Old, gentlemanly Max falls in love with Alice when both are at the birth age of 14. His infatuation drives him to follow her throughout her life, reappearing in his different ages to dupe her into loving him anew. Along the way, his selfishness causes him to lose many of his loved ones, both families and friends, but he still is relentless in his push to possess Alice's heart.

It's a much better novel than I expected. People told me that the ending is bleak. Of course it is. But the writing is phenomonal. Every few pages Greer throws in a description or detail that brings truth to the foreground... a strange oxymoron with this style of fantasy novel. His writing tries to convince the reader that Max can be forgiven for his actions, while socking you in the gut.

4.25 out of 5.0 San Francisco Cocktails.

6 comments:

moonrat said...

I was wondering what the relationship with Benjamin Button was--it seemed like they were too similar.
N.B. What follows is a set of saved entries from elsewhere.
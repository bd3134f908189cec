//! # XY AMM
//!
//! Constant-product (`x · y = k`) automated market maker core: pool
//! initialization, proportional liquidity provision and fee-bearing swaps
//! between two fungible tokens.
//!
//! The engine owns no balances.  Token movements go through a
//! [`ReserveLedger`](traits::ReserveLedger) and pool records live in a
//! [`PoolStore`](traits::PoolStore); in-memory implementations of both
//! ship with the crate.
//!
//! # Quick Start
//!
//! Add to your `Cargo.toml`:
//!
//! ```toml
//! [dependencies]
//! xy-amm = "0.1"
//! ```
//!
//! ## Create a pool, deposit, and swap
//!
//! ```rust
//! use xy_amm::config::EngineSettings;
//! use xy_amm::domain::{Address, Amount, Liquidity, SwapDirection, SwapSpec, TokenAccount};
//! use xy_amm::engine::AmmEngine;
//!
//! let engine = AmmEngine::in_memory(EngineSettings::default()).expect("valid settings");
//!
//! // 1. Two mints and a funded user
//! let usdc = Address::from_bytes([1u8; 32]);
//! let weth = Address::from_bytes([2u8; 32]);
//! let alice = Address::from_bytes([9u8; 32]);
//! for mint in [usdc, weth] {
//!     engine.ledger().create_mint(mint, None).expect("new mint");
//!     engine
//!         .ledger()
//!         .airdrop(TokenAccount::new(alice, mint), Amount::new(10_000_000))
//!         .expect("funded");
//! }
//!
//! // 2. A 0.30% pool under seed 1
//! let pool = engine.initialize(1, 30, usdc, weth, Some(alice)).expect("created");
//!
//! // 3. Seed it with 1M of each side
//! let receipt = engine
//!     .deposit(pool, alice, Liquidity::new(1), Amount::new(1_000_000), Amount::new(1_000_000))
//!     .expect("deposited");
//! assert_eq!(receipt.lp_minted, Liquidity::new(1_000_000));
//!
//! // 4. Sell 10 000 USDC for WETH
//! let spec = SwapSpec::exact_in(SwapDirection::XToY, Amount::new(10_000), Amount::new(9_000))
//!     .expect("non-zero");
//! let result = engine.swap(pool, alice, spec).expect("swap succeeded");
//!
//! assert!(result.amount_out.get() >= 9_000);
//! assert_eq!(result.fee.get(), 30);
//! ```
//!
//! # Architecture
//!
//! ```text
//! ┌─────────────┐
//! │   Consumer   │  initialize / deposit / withdraw / swap / lock
//! └──────┬──────┘
//!        │
//!        ▼
//! ┌─────────────┐
//! │  AmmEngine   │  per-pool lock, snapshot, price, check bounds
//! └──┬───────┬──┘
//!    │       │ one atomic LedgerBatch per operation
//!    │       ▼
//!    │  ┌─────────────┐
//!    │  │ReserveLedger │  vaults, LP mint, user accounts
//!    │  └─────────────┘
//!    ▼
//! ┌─────────────┐
//! │  PoolStore   │  one PoolConfig per derived pool address
//! └─────────────┘
//! ```
//!
//! # Module Guide
//!
//! | Module | Purpose |
//! |--------|---------|
//! | [`domain`] | Value types: [`Amount`](domain::Amount), [`Liquidity`](domain::Liquidity), [`Address`](domain::Address), receipts |
//! | [`math`]   | Checked arithmetic, constant-product and share formulas |
//! | [`config`] | [`PoolConfig`](config::PoolConfig) records and TOML [`EngineSettings`](config::EngineSettings) |
//! | [`derivation`] | Deterministic pool and LP-mint addresses with bumps |
//! | [`traits`] | Collaborator seams: [`ReserveLedger`](traits::ReserveLedger), [`PoolStore`](traits::PoolStore) |
//! | [`ledger`] | [`InMemoryLedger`](ledger::InMemoryLedger) and [`LedgerBatch`](ledger::LedgerBatch) |
//! | [`store`]  | [`InMemoryPoolStore`](store::InMemoryPoolStore) |
//! | [`engine`] | [`AmmEngine`](engine::AmmEngine) and per-pool locking |
//! | [`error`]  | [`AmmError`](error::AmmError) unified error enum |
//! | [`prelude`] | Convenience re-exports for common types and traits |

pub mod config;
pub mod derivation;
pub mod domain;
pub mod engine;
pub mod error;
pub mod ledger;
pub mod math;
pub mod prelude;
pub mod store;
pub mod traits;
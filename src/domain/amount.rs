//! Raw token amount with checked arithmetic.

use core::fmt;

use serde::{Deserialize, Serialize};

use super::Rounding;
use crate::error::AmmError;

/// A token balance in the mint's smallest unit.
///
/// Balances are `u64`, matching what a token ledger stores.  Products of
/// two amounts (the constant-product invariant, proportional shares) are
/// computed in `u128` through [`widen`](Self::widen) and narrowed back with
/// [`from_wide`](Self::from_wide), which fails instead of truncating.
///
/// # Examples
///
/// ```
/// use xy_amm::domain::{Amount, Rounding};
///
/// let a = Amount::new(100);
/// let b = Amount::new(200);
/// assert_eq!(a.checked_add(&b), Some(Amount::new(300)));
/// assert_eq!(b.checked_div(&Amount::new(3), Rounding::Up), Some(Amount::new(67)));
/// ```
#[derive(
    Debug, Clone, Copy, PartialEq, Eq, PartialOrd, Ord, Hash, Default, Serialize, Deserialize,
)]
pub struct Amount(u64);

impl Amount {
    /// Zero amount.
    pub const ZERO: Self = Self(0);

    /// Largest balance a ledger account can hold.
    pub const MAX: Self = Self(u64::MAX);

    /// Creates a new `Amount` from a raw `u64` value.
    pub const fn new(value: u64) -> Self {
        Self(value)
    }

    /// Returns the underlying `u64` value.
    #[must_use]
    pub const fn get(&self) -> u64 {
        self.0
    }

    /// Returns the value widened to `u128` for intermediate products.
    #[must_use]
    pub const fn widen(&self) -> u128 {
        self.0 as u128
    }

    /// Narrows a `u128` intermediate back into an `Amount`.
    ///
    /// # Errors
    ///
    /// Returns [`AmmError::Overflow`] tagged with `context` if `value`
    /// does not fit in a `u64`.
    pub const fn from_wide(value: u128, context: &'static str) -> crate::error::Result<Self> {
        if value > u64::MAX as u128 {
            return Err(AmmError::Overflow(context));
        }
        Ok(Self(value as u64))
    }

    /// Returns `true` if the amount is zero.
    #[must_use]
    pub const fn is_zero(&self) -> bool {
        self.0 == 0
    }

    /// Checked addition. Returns `None` on overflow.
    #[must_use]
    pub const fn checked_add(&self, other: &Self) -> Option<Self> {
        match self.0.checked_add(other.0) {
            Some(v) => Some(Self(v)),
            None => None,
        }
    }

    /// Checked subtraction. Returns `None` on underflow.
    #[must_use]
    pub const fn checked_sub(&self, other: &Self) -> Option<Self> {
        match self.0.checked_sub(other.0) {
            Some(v) => Some(Self(v)),
            None => None,
        }
    }

    /// Checked division with explicit rounding direction.
    ///
    /// Returns `None` if `divisor` is zero.
    #[must_use]
    pub const fn checked_div(&self, divisor: &Self, rounding: Rounding) -> Option<Self> {
        match rounding.div(self.0 as u128, divisor.0 as u128) {
            // quotient of a u64 by a non-zero u64 always fits
            Some(q) => Some(Self(q as u64)),
            None => None,
        }
    }
}

impl From<u64> for Amount {
    fn from(value: u64) -> Self {
        Self(value)
    }
}

impl fmt::Display for Amount {
    fn fmt(&self, f: &mut fmt::Formatter<'_>) -> fmt::Result {
        write!(f, "{}", self.0)
    }
}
Thanks for the review. I've been vaguely curious about this book for awhile.

Chris Bowers said...

Sounds like just my type of strange.

angelle said...

read this a few years back. While it was reasonably enjoyable I don't think it stuck with me or was nearly as hood as it could have been. In fact when I heard about the Benjamin button movie (hadn't known about the short story) I thought it was based on this. Not bad.

Kristin Dodge said...

While I'll still see the movie, I'm sure this book will be in my mind. I can't imagine they'll make a Brad Pitt character as selfish as Max Tivoli, but that flaw made the book interesting to me. The F. Scott Fitzgerald piece was too short to tell where the movie will wander.

Anonymous said...

Just saw the movie - enjoyable but "Max Tiovli" was firmly in my mind (love that book). Am appalled that the writers of the Ben Button screen play deny any knowledge of Max Tivoli even though the review of the novel (John Updike "New Yorker" 2004) mentioned "Benjamin Button" parallels... Feels as if the modern author (Greer) was unfairly denied any credi, if not outright was stolen from....

Anonymous said...

I'm just finishing the book. I have about 70 pages till the end.

In the beginning I liked the author's style of writing, composed of lengthy flourishes that described the scene in which the characters were in. However because it continued throughout (and I don't imagine a writer would change up in the middle of a story), I began to lose a little interest. It was the story that begged me to continue. It's not the best story I've read but it is intrigueing, compelling in someways.

I haven't read the full ending but if he were to write it over again, I don't know that I'd center it around the one character , Alice , while Max is traveling backwards. It would have read better if there were some other ideas that he would write about in Max's journey.